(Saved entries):

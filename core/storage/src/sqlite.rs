//! SQLite-backed mutation queue.

use async_trait::async_trait;
use chrono::{DateTime, Utc};
use rusqlite::{params, Connection, OptionalExtension, Row};
use std::path::Path;
use std::sync::{Mutex, MutexGuard};
use std::time::Duration;
use tracing::{debug, info, warn};

use repsync_common::{Error, MutationId, MutationKind, Result};

use crate::migrations::{self, table_name};
use crate::queue::{MutationQueue, PendingMutation};

const COLUMNS: &str =
    "id, payload, enqueued_at, synced, retry_count, last_attempt_at, last_error";

/// Durable queue stored in a SQLite database.
///
/// Each instance owns its connection, so separate instances never share
/// state unless they open the same file.
pub struct SqliteQueue {
    conn: Mutex<Connection>,
}

impl SqliteQueue {
    /// Open (or create) a queue database and bring its schema up to date.
    ///
    /// # Errors
    /// - Database creation or migration failure
    pub fn open(db_path: impl AsRef<Path>) -> Result<Self> {
        let db_path = db_path.as_ref();
        if let Some(parent) = db_path.parent() {
            if !parent.as_os_str().is_empty() && !parent.exists() {
                std::fs::create_dir_all(parent)?;
            }
        }

        let conn = Connection::open(db_path).map_err(db_err)?;
        conn.busy_timeout(Duration::from_secs(5)).map_err(db_err)?;
        let queue = Self::from_connection(conn)?;

        info!("Mutation queue opened at {}", db_path.display());
        Ok(queue)
    }

    /// Create a queue that lives only for the lifetime of the value.
    ///
    /// Not durable; intended for tests.
    pub fn in_memory() -> Result<Self> {
        let conn = Connection::open_in_memory().map_err(db_err)?;
        Self::from_connection(conn)
    }

    fn from_connection(conn: Connection) -> Result<Self> {
        migrations::run(&conn)?;
        Ok(Self {
            conn: Mutex::new(conn),
        })
    }

    fn conn(&self) -> Result<MutexGuard<'_, Connection>> {
        self.conn
            .lock()
            .map_err(|_| Error::Storage("Queue connection lock poisoned".to_string()))
    }

    fn query_records(
        &self,
        kind: MutationKind,
        filter: &str,
        params: &[&dyn rusqlite::ToSql],
    ) -> Result<Vec<PendingMutation>> {
        let conn = self.conn()?;
        let sql = format!(
            "SELECT {COLUMNS} FROM {} WHERE {filter} ORDER BY id ASC",
            table_name(kind)
        );
        let mut stmt = conn.prepare(&sql).map_err(db_err)?;

        let rows = stmt
            .query_map(params, |row| row_to_record(kind, row))
            .map_err(db_err)?;

        let mut records = Vec::new();
        for row in rows {
            records.push(row.map_err(db_err)?);
        }
        Ok(records)
    }
}

#[async_trait]
impl MutationQueue for SqliteQueue {
    async fn enqueue(
        &self,
        kind: MutationKind,
        payload: serde_json::Value,
        enqueued_at: DateTime<Utc>,
    ) -> Result<MutationId> {
        let payload = serde_json::to_string(&payload)?;
        let conn = self.conn()?;

        conn.execute(
            &format!(
                "INSERT INTO {} (payload, enqueued_at, synced, retry_count) VALUES (?1, ?2, 0, 0)",
                table_name(kind)
            ),
            params![payload, enqueued_at.timestamp_millis()],
        )
        .map_err(|e| Error::Storage(format!("Failed to enqueue {kind}: {e}")))?;

        let id = MutationId::new(conn.last_insert_rowid());
        debug!("Enqueued {} #{}", kind, id);
        Ok(id)
    }

    async fn list_pending(&self, kind: MutationKind) -> Result<Vec<PendingMutation>> {
        self.query_records(kind, "synced = 0", &[])
    }

    async fn get(&self, kind: MutationKind, id: MutationId) -> Result<Option<PendingMutation>> {
        let conn = self.conn()?;
        conn.query_row(
            &format!("SELECT {COLUMNS} FROM {} WHERE id = ?1", table_name(kind)),
            params![id.get()],
            |row| row_to_record(kind, row),
        )
        .optional()
        .map_err(db_err)
    }

    async fn mark_synced(&self, kind: MutationKind, id: MutationId) -> Result<()> {
        let conn = self.conn()?;
        let changed = conn
            .execute(
                &format!("UPDATE {} SET synced = 1 WHERE id = ?1", table_name(kind)),
                params![id.get()],
            )
            .map_err(db_err)?;

        if changed == 0 {
            return Err(Error::NotFound(format!("{kind} #{id}")));
        }
        debug!("Marked {} #{} synced", kind, id);
        Ok(())
    }

    async fn mark_failed(
        &self,
        kind: MutationKind,
        id: MutationId,
        error: &str,
        attempted_at: DateTime<Utc>,
    ) -> Result<()> {
        let conn = self.conn()?;
        let table = table_name(kind);

        // Single statement: the synced guard and the increment cannot interleave
        // with a concurrent mark_synced.
        let changed = conn
            .execute(
                &format!(
                    "UPDATE {table}
                     SET retry_count = retry_count + 1, last_attempt_at = ?2, last_error = ?3
                     WHERE id = ?1 AND synced = 0"
                ),
                params![id.get(), attempted_at.timestamp_millis(), error],
            )
            .map_err(db_err)?;

        if changed > 0 {
            return Ok(());
        }

        let exists: Option<i64> = conn
            .query_row(
                &format!("SELECT synced FROM {table} WHERE id = ?1"),
                params![id.get()],
                |row| row.get(0),
            )
            .optional()
            .map_err(db_err)?;

        match exists {
            Some(_) => {
                warn!("Ignoring failure for already synced {} #{}", kind, id);
                Ok(())
            }
            None => Err(Error::NotFound(format!("{kind} #{id}"))),
        }
    }

    async fn purge_synced(&self, kind: MutationKind) -> Result<usize> {
        let conn = self.conn()?;
        let removed = conn
            .execute(
                &format!("DELETE FROM {} WHERE synced = 1", table_name(kind)),
                [],
            )
            .map_err(db_err)?;

        if removed > 0 {
            debug!("Purged {} synced {} records", removed, kind);
        }
        Ok(removed)
    }

    async fn count_pending(&self, kind: MutationKind) -> Result<usize> {
        let conn = self.conn()?;
        let count: i64 = conn
            .query_row(
                &format!("SELECT COUNT(*) FROM {} WHERE synced = 0", table_name(kind)),
                [],
                |row| row.get(0),
            )
            .map_err(db_err)?;
        Ok(count as usize)
    }

    async fn list_abandoned(
        &self,
        kind: MutationKind,
        max_retries: u32,
    ) -> Result<Vec<PendingMutation>> {
        self.query_records(kind, "synced = 0 AND retry_count >= ?1", &[&max_retries])
    }
}

fn row_to_record(kind: MutationKind, row: &Row<'_>) -> rusqlite::Result<PendingMutation> {
    let payload: String = row.get(1)?;
    let payload = serde_json::from_str(&payload).map_err(|e| {
        rusqlite::Error::FromSqlConversionFailure(1, rusqlite::types::Type::Text, Box::new(e))
    })?;

    Ok(PendingMutation {
        id: MutationId::new(row.get(0)?),
        kind,
        payload,
        enqueued_at: millis_to_datetime(row.get(2)?),
        synced: row.get::<_, i64>(3)? != 0,
        retry_count: row.get::<_, i64>(4)?.max(0) as u32,
        last_attempt_at: row.get::<_, Option<i64>>(5)?.map(millis_to_datetime),
        last_error: row.get(6)?,
    })
}

fn millis_to_datetime(ms: i64) -> DateTime<Utc> {
    DateTime::from_timestamp_millis(ms).unwrap_or_default()
}

fn db_err(err: rusqlite::Error) -> Error {
    Error::Storage(err.to_string())
}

(What to work on): Each entry shown above should be transcribed exactly as written.

(Output for this task):
filename core/storage/src/sqlite.rs
//! SQLite-backed mutation queue.

use async_trait::async_trait;
use chrono::{DateTime, Utc};
use rusqlite::{params, Connection, OptionalExtension, Row};
use std::path::Path;
use std::sync::{Mutex, MutexGuard};
use std::time::Duration;
use tracing::{debug, info, warn};

use repsync_common::{Error, MutationId, MutationKind, Result};

use crate::migrations::{self, table_name};
use crate::queue::{MutationQueue, PendingMutation};

const COLUMNS: &str =
    "id, payload, enqueued_at, synced, retry_count, last_attempt_at, last_error";

/// Durable queue stored in a SQLite database.
///
/// Each instance owns its connection, so separate instances never share
/// state unless they open the same file.
pub struct SqliteQueue {
    conn: Mutex<Connection>,
}

impl SqliteQueue {
    /// Open (or create) a queue database and bring its schema up to date.
    ///
    /// # Errors
    /// - Database creation or migration failure
    pub fn open(db_path: impl AsRef<Path>) -> Result<Self> {
        let db_path = db_path.as_ref();
        if let Some(parent) = db_path.parent() {
            if !parent.as_os_str().is_empty() && !parent.exists() {
                std::fs::create_dir_all(parent)?;
            }
        }

        let conn = Connection::open(db_path).map_err(db_err)?;
        conn.busy_timeout(Duration::from_secs(5)).map_err(db_err)?;
        let queue = Self::from_connection(conn)?;

        info!("Mutation queue opened at {}", db_path.display());
        Ok(queue)
    }

    /// Create a queue that lives only for the lifetime of the value.
    ///
    /// Not durable; intended for tests.
    pub fn in_memory() -> Result<Self> {
        let conn = Connection::open_in_memory().map_err(db_err)?;
        Self::from_connection(conn)
    }

    fn from_connection(conn: Connection) -> Result<Self> {
        migrations::run(&conn)?;
        Ok(Self {
            conn: Mutex::new(conn),
        })
    }

    fn conn(&self) -> Result<MutexGuard<'_, Connection>> {
        self.conn
            .lock()
            .map_err(|_| Error::Storage("Queue connection lock poisoned".to_string()))
    }

    fn query_records(
        &self,
        kind: MutationKind,
        filter: &str,
        params: &[&dyn rusqlite::ToSql],
    ) -> Result<Vec<PendingMutation>> {
        let conn = self.conn()?;
        let sql = format!(
            "SELECT {COLUMNS} FROM {} WHERE {filter} ORDER BY id ASC",
            table_name(kind)
        );
        let mut stmt = conn.prepare(&sql).map_err(db_err)?;

        let rows = stmt
            .query_map(params, |row| row_to_record(kind, row))
            .map_err(db_err)?;

        let mut records = Vec::new();
        for row in rows {
            records.push(row.map_err(db_err)?);
        }
        Ok(records)
    }
}

#[async_trait]
impl MutationQueue for SqliteQueue {
    async fn enqueue(
        &self,
        kind: MutationKind,
        payload: serde_json::Value,
        enqueued_at: DateTime<Utc>,
    ) -> Result<MutationId> {
        let payload = serde_json::to_string(&payload)?;
        let conn = self.conn()?;

        conn.execute(
            &format!(
                "INSERT INTO {} (payload, enqueued_at, synced, retry_count) VALUES (?1, ?2, 0, 0)",
                table_name(kind)
            ),
            params![payload, enqueued_at.timestamp_millis()],
        )
        .map_err(|e| Error::Storage(format!("Failed to enqueue {kind}: {e}")))?;

        let id = MutationId::new(conn.last_insert_rowid());
        debug!("Enqueued {} #{}", kind, id);
        Ok(id)
    }

    async fn list_pending(&self, kind: MutationKind) -> Result<Vec<PendingMutation>> {
        self.query_records(kind, "synced = 0", &[])
    }

    async fn get(&self, kind: MutationKind, id: MutationId) -> Result<Option<PendingMutation>> {
        let conn = self.conn()?;
        conn.query_row(
            &format!("SELECT {COLUMNS} FROM {} WHERE id = ?1", table_name(kind)),
            params![id.get()],
            |row| row_to_record(kind, row),
        )
        .optional()
        .map_err(db_err)
    }

    async fn mark_synced(&self, kind: MutationKind, id: MutationId) -> Result<()> {
        let conn = self.conn()?;
        let changed = conn
            .execute(
                &format!("UPDATE {} SET synced = 1 WHERE id = ?1", table_name(kind)),
                params![id.get()],
            )
            .map_err(db_err)?;

        if changed == 0 {
            return Err(Error::NotFound(format!("{kind} #{id}")));
        }
        debug!("Marked {} #{} synced", kind, id);
        Ok(())
    }

    async fn mark_failed(
        &self,
        kind: MutationKind,
        id: MutationId,
        error: &str,
        attempted_at: DateTime<Utc>,
    ) -> Result<()> {
        let conn = self.conn()?;
        let table = table_name(kind);

        // Single statement: the synced guard and the increment cannot interleave
        // with a concurrent mark_synced.
        let changed = conn
            .execute(
                &format!(
                    "UPDATE {table}
                     SET retry_count = retry_count + 1, last_attempt_at = ?2, last_error = ?3
                     WHERE id = ?1 AND synced = 0"
                ),
                params![id.get(), attempted_at.timestamp_millis(), error],
            )
            .map_err(db_err)?;

        if changed > 0 {
            return Ok(());
        }

        let exists: Option<i64> = conn
            .query_row(
                &format!("SELECT synced FROM {table} WHERE id = ?1"),
                params![id.get()],
                |row| row.get(0),
            )
            .optional()
            .map_err(db_err)?;

        match exists {
            Some(_) => {
                warn!("Ignoring failure for already synced {} #{}", kind, id);
                Ok(())
            }
            None => Err(Error::NotFound(format!("{kind} #{id}"))),
        }
    }

    async fn purge_synced(&self, kind: MutationKind) -> Result<usize> {
        let conn = self.conn()?;
        let removed = conn
            .execute(
                &format!("DELETE FROM {} WHERE synced = 1", table_name(kind)),
                [],
            )
            .map_err(db_err)?;

        if removed > 0 {
            debug!("Purged {} synced {} records", removed, kind);
        }
        Ok(removed)
    }

    async fn count_pending(&self, kind: MutationKind) -> Result<usize> {
        let conn = self.conn()?;
        let count: i64 = conn
            .query_row(
                &format!("SELECT COUNT(*) FROM {} WHERE synced = 0", table_name(kind)),
                [],
                |row| row.get(0),
            )
            .map_err(db_err)?;
        Ok(count as usize)
    }

    async fn list_abandoned(
        &self,
        kind: MutationKind,
        max_retries: u32,
    ) -> Result<Vec<PendingMutation>> {
        self.query_records(kind, "synced = 0 AND retry_count >= ?1", &[&max_retries])
    }
}

fn row_to_record(kind: MutationKind, row: &Row<'_>) -> rusqlite::Result<PendingMutation> {
    let payload: String = row.get(1)?;
    let payload = serde_json::from_str(&payload).map_err(|e| {
        rusqlite::Error::FromSqlConversionFailure(1, rusqlite::types::Type::Text, Box::new(e))
    })?;

    Ok(PendingMutation {
        id: MutationId::new(row.get(0)?),
        kind,
        payload,
        enqueued_at: millis_to_datetime(row.get(2)?),
        synced: row.get::<_, i64>(3)? != 0,
        retry_count: row.get::<_, i64>(4)?.max(0) as u32,
        last_attempt_at: row.get::<_, Option<i64>>(5)?.map(millis_to_datetime),
        last_error: row.get(6)?,
    })
}

fn millis_to_datetime(ms: i64) -> DateTime<Utc> {
    DateTime::from_timestamp_millis(ms).unwrap_or_default()
}

fn db_err(err: rusqlite::Error) -> Error {
    Error::Storage(err.to_string())
}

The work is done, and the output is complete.